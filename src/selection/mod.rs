//! Request input model: the selection tree and its typed arguments.
//!
//! A request arrives as JSON shaped like the requested response:
//!
//! ```json
//! {
//!   "field": "movies",
//!   "arguments": { "where": { "title": { "eq": "Heat" } }, "sort": [{ "title": "ASC" }] },
//!   "selections": [
//!     { "field": "title" },
//!     { "field": "actors", "arguments": { "first": 2 }, "selections": [{ "field": "name" }] }
//!   ]
//! }
//! ```
//!
//! `where` and `sort` stay raw JSON here and are read against the schema by
//! [`filter::FilterParser`] and [`sort::parse_sort`] when the translator
//! reaches the field.

pub mod errors;
pub mod filter;
pub mod sort;

use serde::{Deserialize, Serialize};
use serde_json::{Map, Value};

pub use errors::SelectionError;
pub use filter::{
    AggregateFunction, AggregateTarget, ComparisonOperator, Comparator, ConnectionFilter, FilterNode,
    FilterParser, LogicalOp, NodeScope, Quantifier,
};
pub use sort::{parse_sort, SortKey, SortTarget};

pub const TYPENAME_FIELD: &str = "__typename";

#[derive(Debug, Clone, Default, PartialEq, Serialize, Deserialize)]
pub struct SelectionTree {
    pub field: String,
    #[serde(default, skip_serializing_if = "Option::is_none")]
    pub alias: Option<String>,
    /// Type condition for selections under a polymorphic field
    #[serde(default, skip_serializing_if = "Option::is_none")]
    pub on: Option<String>,
    #[serde(default, skip_serializing_if = "Map::is_empty")]
    pub arguments: Map<String, Value>,
    #[serde(default, skip_serializing_if = "Vec::is_empty")]
    pub selections: Vec<SelectionTree>,
}

impl SelectionTree {
    pub fn new(field: impl Into<String>) -> Self {
        SelectionTree {
            field: field.into(),
            ..Default::default()
        }
    }

    pub fn with_argument(mut self, name: impl Into<String>, value: Value) -> Self {
        self.arguments.insert(name.into(), value);
        self
    }

    pub fn with_selections(mut self, selections: Vec<SelectionTree>) -> Self {
        self.selections = selections;
        self
    }

    pub fn on_type(mut self, type_name: impl Into<String>) -> Self {
        self.on = Some(type_name.into());
        self
    }

    pub fn aliased(mut self, alias: impl Into<String>) -> Self {
        self.alias = Some(alias.into());
        self
    }

    /// Key the field's value is returned under.
    pub fn response_key(&self) -> &str {
        self.alias.as_deref().unwrap_or(&self.field)
    }

    pub fn is_typename(&self) -> bool {
        self.field == TYPENAME_FIELD
    }

    pub fn argument(&self, name: &str) -> Option<&Value> {
        self.arguments.get(name).filter(|v| !v.is_null())
    }

    pub fn where_arg(&self) -> Option<&Value> {
        self.argument("where")
    }

    pub fn sort_arg(&self) -> Option<&Value> {
        self.argument("sort")
    }

    /// Non-negative integer argument (`first`, `limit`, `offset`).
    pub fn u64_argument(&self, name: &str) -> Result<Option<u64>, SelectionError> {
        match self.argument(name) {
            None => Ok(None),
            Some(v) => v.as_u64().map(Some).ok_or_else(|| {
                SelectionError::invalid_argument(name, "expected a non-negative integer")
            }),
        }
    }

    /// Raw `after` cursor; it is decoded (and possibly rejected) later.
    pub fn after(&self) -> Result<Option<&str>, SelectionError> {
        match self.argument("after") {
            None => Ok(None),
            Some(Value::String(s)) => Ok(Some(s.as_str())),
            Some(_) => Err(SelectionError::invalid_argument(
                "after",
                "expected a cursor string",
            )),
        }
    }

    pub fn directed(&self) -> Result<Option<bool>, SelectionError> {
        match self.argument("directed") {
            None => Ok(None),
            Some(v) => v
                .as_bool()
                .map(Some)
                .ok_or_else(|| SelectionError::invalid_argument("directed", "expected a boolean")),
        }
    }

    /// First direct child selecting `field`.
    pub fn child(&self, field: &str) -> Option<&SelectionTree> {
        self.selections.iter().find(|s| s.field == field)
    }

    /// Children that apply to a concrete type: unconditioned selections plus
    /// those whose type condition names the type or one of its interfaces.
    pub fn selections_for<'a>(
        &'a self,
        type_name: &'a str,
        interfaces: &'a [String],
    ) -> impl Iterator<Item = &'a SelectionTree> + 'a {
        self.selections.iter().filter(move |s| match &s.on {
            None => true,
            Some(on) => on == type_name || interfaces.iter().any(|i| i == on),
        })
    }
}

**Assignment**
Check each line above for the word "title", then give only the number of lines that have it.

**Answer**
2